(Saved data entries)
════════════════════
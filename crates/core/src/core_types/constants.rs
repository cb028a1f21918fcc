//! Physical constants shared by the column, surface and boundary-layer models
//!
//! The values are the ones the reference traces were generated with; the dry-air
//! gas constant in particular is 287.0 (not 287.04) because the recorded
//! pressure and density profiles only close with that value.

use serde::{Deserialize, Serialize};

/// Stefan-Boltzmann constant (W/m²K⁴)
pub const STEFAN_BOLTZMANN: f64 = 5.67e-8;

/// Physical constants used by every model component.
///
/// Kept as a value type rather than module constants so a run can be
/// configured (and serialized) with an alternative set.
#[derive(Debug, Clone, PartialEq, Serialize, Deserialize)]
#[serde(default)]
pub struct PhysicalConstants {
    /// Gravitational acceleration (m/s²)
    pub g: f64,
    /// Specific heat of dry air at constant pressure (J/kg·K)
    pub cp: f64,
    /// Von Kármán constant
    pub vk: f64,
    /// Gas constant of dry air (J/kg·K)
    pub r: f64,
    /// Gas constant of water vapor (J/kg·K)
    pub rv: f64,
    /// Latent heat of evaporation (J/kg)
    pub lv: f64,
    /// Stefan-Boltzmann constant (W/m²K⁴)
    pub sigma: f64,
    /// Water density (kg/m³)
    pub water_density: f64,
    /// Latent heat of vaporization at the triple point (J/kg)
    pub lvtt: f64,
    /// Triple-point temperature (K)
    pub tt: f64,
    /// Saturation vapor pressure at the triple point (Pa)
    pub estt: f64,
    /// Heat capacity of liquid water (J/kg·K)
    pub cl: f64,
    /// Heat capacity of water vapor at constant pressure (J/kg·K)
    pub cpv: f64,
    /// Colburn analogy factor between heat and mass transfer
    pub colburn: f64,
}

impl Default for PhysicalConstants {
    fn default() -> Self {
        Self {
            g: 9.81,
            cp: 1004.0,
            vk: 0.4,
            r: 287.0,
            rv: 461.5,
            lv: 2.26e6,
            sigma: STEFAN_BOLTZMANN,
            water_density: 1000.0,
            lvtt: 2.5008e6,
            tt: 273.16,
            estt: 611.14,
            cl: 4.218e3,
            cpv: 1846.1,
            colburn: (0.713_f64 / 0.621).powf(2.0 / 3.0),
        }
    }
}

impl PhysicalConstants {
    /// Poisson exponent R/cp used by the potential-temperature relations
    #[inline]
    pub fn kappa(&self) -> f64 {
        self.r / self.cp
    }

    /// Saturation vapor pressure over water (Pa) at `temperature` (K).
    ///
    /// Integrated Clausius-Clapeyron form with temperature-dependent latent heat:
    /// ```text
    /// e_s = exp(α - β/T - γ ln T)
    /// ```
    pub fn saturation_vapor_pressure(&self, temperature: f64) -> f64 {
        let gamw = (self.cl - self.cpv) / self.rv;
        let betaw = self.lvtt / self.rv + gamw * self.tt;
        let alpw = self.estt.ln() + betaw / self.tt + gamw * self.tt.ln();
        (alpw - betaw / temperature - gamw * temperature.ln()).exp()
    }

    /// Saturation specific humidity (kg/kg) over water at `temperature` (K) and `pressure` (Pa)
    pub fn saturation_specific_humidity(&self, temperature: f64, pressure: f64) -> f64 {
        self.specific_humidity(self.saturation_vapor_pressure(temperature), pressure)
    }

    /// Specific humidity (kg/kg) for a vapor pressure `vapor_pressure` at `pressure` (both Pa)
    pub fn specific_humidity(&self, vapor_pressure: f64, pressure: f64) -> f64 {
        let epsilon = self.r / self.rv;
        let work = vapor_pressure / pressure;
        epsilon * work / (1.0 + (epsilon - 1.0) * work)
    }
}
════════════════════
__Work request__
Go through the entries and return each line where the word "alpw" occurs.

__Task answer__
        let alpw = self.estt.ln() + betaw / self.tt + gamw * self.tt.ln();
        (alpw - betaw / temperature - gamw * temperature.ln()).exp()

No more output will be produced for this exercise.